I cannot believe that in the year 2012 contraception is controversial and one of the big issues facing America. I was just a baby when the Supreme Court decided Griswold v. Connecticut,381 U.S. 479 (1965), forbidding states to outlaw contraception, and now I have to worry about my daughters' access to contraception in an increasingly woman-hating society. It's like science fiction, like Margaret Atwood's dystopian "A Handmaiden's Tale" is coming true.

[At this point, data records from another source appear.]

use crate::config::AppConfig;

pub const DEFAULT_INSTANCE_ID: &str = "default";

/// One pinned web site.
#[derive(Debug, Clone, PartialEq, Eq)]
pub struct InstanceRecord {
    pub id: String,
    pub target_url: String,
    pub open_links_externally: bool,
    pub window_width: u32,
    pub window_height: u32,
    /// Session-only: not part of the persisted record shape.
    pub use_favicon: bool,
    /// Session-only: not part of the persisted record shape.
    pub custom_icon_path: Option<String>,
}

/// Creation arguments; unset fields take the configured defaults.
#[derive(Debug, Clone, Default)]
pub struct NewInstance {
    pub id: String,
    pub url: Option<String>,
    pub external_links: Option<bool>,
    pub width: Option<u32>,
    pub height: Option<u32>,
}

impl NewInstance {
    pub fn with_id(id: impl Into<String>) -> Self {
        Self {
            id: id.into(),
            ..Self::default()
        }
    }

    pub fn fresh() -> Self {
        Self::with_id(uuid::Uuid::new_v4().to_string())
    }
}

impl InstanceRecord {
    pub fn build(spec: NewInstance, config: &AppConfig) -> Self {
        Self {
            id: spec.id,
            target_url: spec.url.unwrap_or_else(|| config.default_url.clone()),
            open_links_externally: spec.external_links.unwrap_or(false),
            window_width: spec
                .width
                .filter(|w| *w > 0)
                .unwrap_or(config.default_width),
            window_height: spec
                .height
                .filter(|h| *h > 0)
                .unwrap_or(config.default_height),
            use_favicon: true,
            custom_icon_path: None,
        }
    }

    pub fn tooltip(&self) -> String {
        format!("Website Viewer - {}", self.target_url)
    }

    /// The custom icon path, if one is set and non-blank.
    pub fn custom_icon(&self) -> Option<&str> {
        self.custom_icon_path
            .as_deref()
            .filter(|path| !path.trim().is_empty())
    }
}
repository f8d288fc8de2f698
mod config;
mod favicon;
mod instance;
mod manager;
mod navigation;
mod popover;
mod registry;
mod settings_form;
mod store;
mod tray;
mod webview;

use std::collections::HashMap;
use std::time::Duration;

use anyhow::{Context, Result};
use config::AppConfig;
use favicon::FaviconFetcher;
use instance::InstanceRecord;
use manager::InstanceHandles;
use registry::InstanceRegistry;
use reqwest::Client;
use store::PreferencesStore;
use tauri::{AppHandle, Manager, Wry};

#[cfg(target_os = "macos")]
use tauri::ActivationPolicy;

type AppRuntime = Wry;

/// Window label prefixes; the instance id is appended.
const POPOVER_LABEL_PREFIX: &str = "popover-";
const SETTINGS_LABEL_PREFIX: &str = "settings-";

#[cfg_attr(mobile, tauri::mobile_entry_point)]
pub fn run() {
    dotenvy::dotenv().ok();
    env_logger::Builder::from_env(env_logger::Env::default().default_filter_or("info")).init();

    tauri::Builder::default()
        .plugin(tauri_plugin_opener::init())
        .setup(|app| {
            #[cfg(target_os = "macos")]
            app.set_activation_policy(ActivationPolicy::Accessory);

            let handle = app.handle().clone();
            let state = AppState::new(&handle)?;
            log::info!(
                "Using preferences at {}",
                state.store.path().display()
            );
            app.manage(state);

            handle.on_menu_event(|app, event| tray::handle_menu_event(app, event.id().as_ref()));

            manager::load_saved_instances(&handle);
            Ok(())
        })
        .invoke_handler(tauri::generate_handler![
            settings_form::get_instance_settings,
            settings_form::save_instance_settings,
            settings_form::pick_custom_icon,
        ])
        .run(tauri::generate_context!())
        .expect("error while running tauri application");
}

struct AppState {
    config: AppConfig,
    http: Client,
    favicons: FaviconFetcher,
    store: PreferencesStore,
    registry: parking_lot::Mutex<InstanceRegistry>,
    handles: parking_lot::Mutex<HashMap<String, InstanceHandles>>,
}

impl AppState {
    fn new(app: &AppHandle<AppRuntime>) -> Result<Self> {
        let config = AppConfig::load_or_default(app);
        let http = Client::builder()
            .user_agent(config.user_agent.clone())
            .timeout(Duration::from_secs(30))
            .build()
            .context("Failed to build HTTP client")?;
        let store = PreferencesStore::in_dir(&config::config_dir(app)?);
        let favicons = FaviconFetcher::new(http.clone(), config.favicon_proxy.clone());

        Ok(Self {
            config,
            http,
            favicons,
            store,
            registry: parking_lot::Mutex::new(InstanceRegistry::new()),
            handles: parking_lot::Mutex::new(HashMap::new()),
        })
    }

    fn config(&self) -> &AppConfig {
        &self.config
    }

    fn http(&self) -> Client {
        self.http.clone()
    }

    fn record(&self, id: &str) -> Option<InstanceRecord> {
        self.registry.lock().get(id).cloned()
    }

    fn has_instance(&self, id: &str) -> bool {
        self.registry.lock().contains(id)
    }
}

/// Window labels only allow alphanumerics and `-/:_`.
fn label_for(prefix: &str, id: &str) -> String {
    let sanitized: String = id
        .chars()
        .map(|c| {
            if c.is_ascii_alphanumeric() || matches!(c, '-' | '_') {
                c
            } else {
                '_'
            }
        })
        .collect();
    format!("{prefix}{sanitized}")
}

fn popover_label(id: &str) -> String {
    label_for(POPOVER_LABEL_PREFIX, id)
}

fn settings_label(id: &str) -> String {
    label_for(SETTINGS_LABEL_PREFIX, id)
}

#[cfg(test)]
mod tests {
    use super::*;

    #[test]
    fn labels_are_sanitized() {
        assert_eq!(popover_label("default"), "popover-default");
        assert_eq!(
            settings_label("6F9619FF-8B86-D011-B42D-00C04FC964FF"),
            "settings-6F9619FF-8B86-D011-B42D-00C04FC964FF"
        );
        assert_eq!(popover_label("a b/c.d"), "popover-a_b_c_d");
    }
}
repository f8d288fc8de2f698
fn main() {
    tauri_build::build()
}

When I had a horrendously painful ovarian cyst as a teenager, my doctor put me on the pill to prevent further cysts. The pill was expensive, and it was difficult for me to pay for it. I remember one terrible day, where I stood for a long time in a drugstore, shifting from foot to foot, while I pondered whether to get a refill on my prescription or not. I didn't have enough money for both food and my medicine, despite the fact that I had two part-time jobs and an austere student lifestyle (no cable to cancel, no expensive shoes). It was either the pill or being able to eat for the next several days, and that was not a pleasant choice. When I hear a politician condescendingly state that there is no such thing as women who can't afford birth control, my blood pressure skyrockets.
There's a terrible shaming of women who take the pill, who are supposedly sluts and prostitutes. Why does getting a prescription change someone's sexual activities into "prostitution"? A variety of people, most notably Rush Limbaugh and Deborah Heaton, seem to be confused over whether the price of contraception goes up the more often a woman has sex. My theory vis-a-vis Rush is that he, a known Viagra user, is confused by the fact that he himself needs to take more pricy pills the more often he can manage to find a sexual partner. That's not how it works for women, honey. The price is the same, whether the woman has sex even once.
And unlike Viagra, the pill is medically needed for a variety of painful, non-sexual conditions, such as endometriosis, hypermenorrhea, and polycystic ovarian syndrome.
I shudder for my daughters and everyone's daughters. How frigging pathetic and immature we are as a country right now, when we can ignore true crises (climate change, the horrendous violence in Syria, etc..) and instead shame women for responsibly taking contraception as directed by their doctors.